- [Work order]: The exercise asks you to copy every line below in which "EVENTMSGTYPE" appears.

- [Data records]:
────────────────────

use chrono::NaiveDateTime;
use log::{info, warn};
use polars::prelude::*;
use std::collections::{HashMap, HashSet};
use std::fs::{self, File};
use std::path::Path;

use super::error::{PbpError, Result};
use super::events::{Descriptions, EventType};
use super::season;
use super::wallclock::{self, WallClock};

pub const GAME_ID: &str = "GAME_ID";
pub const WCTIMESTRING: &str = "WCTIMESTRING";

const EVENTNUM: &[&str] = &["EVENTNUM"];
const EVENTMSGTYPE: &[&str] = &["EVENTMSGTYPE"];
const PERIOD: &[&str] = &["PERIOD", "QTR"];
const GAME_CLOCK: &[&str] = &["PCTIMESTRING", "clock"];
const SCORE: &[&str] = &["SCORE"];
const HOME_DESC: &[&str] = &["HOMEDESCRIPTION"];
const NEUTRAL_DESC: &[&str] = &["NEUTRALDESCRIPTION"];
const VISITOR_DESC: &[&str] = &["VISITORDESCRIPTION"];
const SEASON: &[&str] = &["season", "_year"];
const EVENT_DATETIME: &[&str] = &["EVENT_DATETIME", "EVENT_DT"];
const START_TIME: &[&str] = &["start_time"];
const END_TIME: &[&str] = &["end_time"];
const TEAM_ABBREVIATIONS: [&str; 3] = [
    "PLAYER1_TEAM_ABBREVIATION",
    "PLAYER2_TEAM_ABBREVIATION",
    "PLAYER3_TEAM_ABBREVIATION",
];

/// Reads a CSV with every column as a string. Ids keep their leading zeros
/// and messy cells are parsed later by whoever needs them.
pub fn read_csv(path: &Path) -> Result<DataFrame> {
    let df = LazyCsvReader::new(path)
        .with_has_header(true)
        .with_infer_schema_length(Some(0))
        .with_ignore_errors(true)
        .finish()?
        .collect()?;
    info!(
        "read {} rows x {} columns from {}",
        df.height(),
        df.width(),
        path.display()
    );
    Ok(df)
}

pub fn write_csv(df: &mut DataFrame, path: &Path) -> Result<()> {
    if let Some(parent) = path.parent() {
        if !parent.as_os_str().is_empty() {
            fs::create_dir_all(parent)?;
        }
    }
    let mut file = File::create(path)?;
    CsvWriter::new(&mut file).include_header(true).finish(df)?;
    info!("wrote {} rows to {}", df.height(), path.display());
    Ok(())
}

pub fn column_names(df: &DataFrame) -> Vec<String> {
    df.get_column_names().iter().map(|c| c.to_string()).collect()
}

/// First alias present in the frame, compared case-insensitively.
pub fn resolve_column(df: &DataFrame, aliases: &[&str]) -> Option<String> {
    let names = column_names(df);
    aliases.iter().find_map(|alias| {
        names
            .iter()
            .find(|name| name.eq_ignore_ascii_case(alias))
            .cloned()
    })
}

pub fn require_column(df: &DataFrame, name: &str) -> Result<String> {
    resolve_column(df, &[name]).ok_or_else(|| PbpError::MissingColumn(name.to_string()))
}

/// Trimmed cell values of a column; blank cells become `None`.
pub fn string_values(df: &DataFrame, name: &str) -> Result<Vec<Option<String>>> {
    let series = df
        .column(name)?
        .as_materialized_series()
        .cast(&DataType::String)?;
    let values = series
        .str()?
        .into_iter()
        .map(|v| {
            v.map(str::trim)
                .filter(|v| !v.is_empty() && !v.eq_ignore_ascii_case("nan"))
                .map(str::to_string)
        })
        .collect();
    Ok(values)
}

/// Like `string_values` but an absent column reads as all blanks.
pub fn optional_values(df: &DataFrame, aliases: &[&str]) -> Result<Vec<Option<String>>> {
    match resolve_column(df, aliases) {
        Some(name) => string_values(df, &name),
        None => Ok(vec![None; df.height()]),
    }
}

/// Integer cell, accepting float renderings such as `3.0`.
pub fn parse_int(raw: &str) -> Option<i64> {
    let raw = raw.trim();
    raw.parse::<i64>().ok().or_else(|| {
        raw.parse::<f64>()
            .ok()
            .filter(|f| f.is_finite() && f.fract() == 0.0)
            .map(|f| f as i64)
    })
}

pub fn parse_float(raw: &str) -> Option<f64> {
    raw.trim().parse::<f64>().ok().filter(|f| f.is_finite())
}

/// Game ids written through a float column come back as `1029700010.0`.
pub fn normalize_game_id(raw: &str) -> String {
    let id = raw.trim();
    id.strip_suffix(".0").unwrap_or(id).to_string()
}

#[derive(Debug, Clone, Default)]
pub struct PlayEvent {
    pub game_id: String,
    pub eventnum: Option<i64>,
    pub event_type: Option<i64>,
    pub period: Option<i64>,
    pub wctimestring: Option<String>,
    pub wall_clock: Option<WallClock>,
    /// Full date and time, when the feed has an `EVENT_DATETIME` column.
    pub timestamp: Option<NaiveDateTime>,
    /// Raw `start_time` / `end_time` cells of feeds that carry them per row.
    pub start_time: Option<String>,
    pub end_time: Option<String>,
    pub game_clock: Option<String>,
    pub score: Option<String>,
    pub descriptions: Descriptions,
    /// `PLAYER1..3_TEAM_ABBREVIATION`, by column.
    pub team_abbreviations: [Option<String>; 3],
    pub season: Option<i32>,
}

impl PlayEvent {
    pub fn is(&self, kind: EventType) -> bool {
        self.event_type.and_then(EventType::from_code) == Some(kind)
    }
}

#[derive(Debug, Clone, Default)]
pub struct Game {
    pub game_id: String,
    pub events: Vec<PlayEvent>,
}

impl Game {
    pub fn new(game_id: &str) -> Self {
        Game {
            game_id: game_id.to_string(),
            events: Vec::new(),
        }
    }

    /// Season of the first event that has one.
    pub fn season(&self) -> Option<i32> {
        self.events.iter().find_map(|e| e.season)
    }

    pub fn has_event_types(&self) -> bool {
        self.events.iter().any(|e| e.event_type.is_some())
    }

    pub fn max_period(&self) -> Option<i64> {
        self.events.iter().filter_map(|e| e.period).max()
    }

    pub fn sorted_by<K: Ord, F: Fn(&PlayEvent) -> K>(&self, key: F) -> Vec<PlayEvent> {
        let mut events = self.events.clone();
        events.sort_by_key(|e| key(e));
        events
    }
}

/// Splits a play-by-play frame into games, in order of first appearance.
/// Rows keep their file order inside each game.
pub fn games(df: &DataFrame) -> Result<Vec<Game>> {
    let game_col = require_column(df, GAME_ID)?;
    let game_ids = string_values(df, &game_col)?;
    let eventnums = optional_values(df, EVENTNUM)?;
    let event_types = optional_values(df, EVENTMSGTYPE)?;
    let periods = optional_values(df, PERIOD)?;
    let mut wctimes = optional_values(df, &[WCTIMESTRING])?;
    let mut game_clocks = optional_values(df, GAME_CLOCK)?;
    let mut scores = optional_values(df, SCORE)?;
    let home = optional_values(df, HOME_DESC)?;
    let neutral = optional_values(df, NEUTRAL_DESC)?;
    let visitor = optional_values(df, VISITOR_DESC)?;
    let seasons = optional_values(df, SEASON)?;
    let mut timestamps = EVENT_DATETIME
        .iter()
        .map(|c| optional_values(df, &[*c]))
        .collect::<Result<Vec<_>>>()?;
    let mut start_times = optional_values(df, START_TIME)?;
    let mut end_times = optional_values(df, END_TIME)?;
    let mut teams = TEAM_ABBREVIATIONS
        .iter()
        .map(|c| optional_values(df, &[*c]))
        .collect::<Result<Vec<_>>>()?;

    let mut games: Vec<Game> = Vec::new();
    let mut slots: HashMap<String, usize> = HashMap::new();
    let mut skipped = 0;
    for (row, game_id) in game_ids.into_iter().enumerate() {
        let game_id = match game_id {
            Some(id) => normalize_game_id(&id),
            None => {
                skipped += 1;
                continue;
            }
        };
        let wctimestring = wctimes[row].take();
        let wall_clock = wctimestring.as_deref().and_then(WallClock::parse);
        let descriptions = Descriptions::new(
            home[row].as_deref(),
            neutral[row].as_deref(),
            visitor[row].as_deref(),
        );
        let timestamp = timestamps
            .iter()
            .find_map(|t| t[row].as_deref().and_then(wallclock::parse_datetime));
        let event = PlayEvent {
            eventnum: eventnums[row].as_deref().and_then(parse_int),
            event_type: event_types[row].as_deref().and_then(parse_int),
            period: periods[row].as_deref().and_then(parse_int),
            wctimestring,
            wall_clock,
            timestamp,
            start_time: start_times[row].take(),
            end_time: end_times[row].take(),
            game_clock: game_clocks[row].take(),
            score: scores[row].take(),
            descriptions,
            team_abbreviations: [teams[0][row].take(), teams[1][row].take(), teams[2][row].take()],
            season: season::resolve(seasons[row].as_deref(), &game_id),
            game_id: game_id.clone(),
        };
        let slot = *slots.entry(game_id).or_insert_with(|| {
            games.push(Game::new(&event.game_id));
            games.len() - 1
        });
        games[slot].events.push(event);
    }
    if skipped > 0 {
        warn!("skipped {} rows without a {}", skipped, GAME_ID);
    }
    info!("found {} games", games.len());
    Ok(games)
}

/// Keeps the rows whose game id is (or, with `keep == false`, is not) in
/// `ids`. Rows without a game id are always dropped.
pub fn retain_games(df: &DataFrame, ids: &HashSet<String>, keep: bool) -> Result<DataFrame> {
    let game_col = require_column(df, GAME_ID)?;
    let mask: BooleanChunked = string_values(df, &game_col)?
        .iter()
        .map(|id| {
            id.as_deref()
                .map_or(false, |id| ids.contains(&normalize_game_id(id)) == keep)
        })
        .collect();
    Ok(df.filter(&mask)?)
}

────────────────────

- [Answer for this exercise]:
const EVENTMSGTYPE: &[&str] = &["EVENTMSGTYPE"];
    let event_types = optional_values(df, EVENTMSGTYPE)?;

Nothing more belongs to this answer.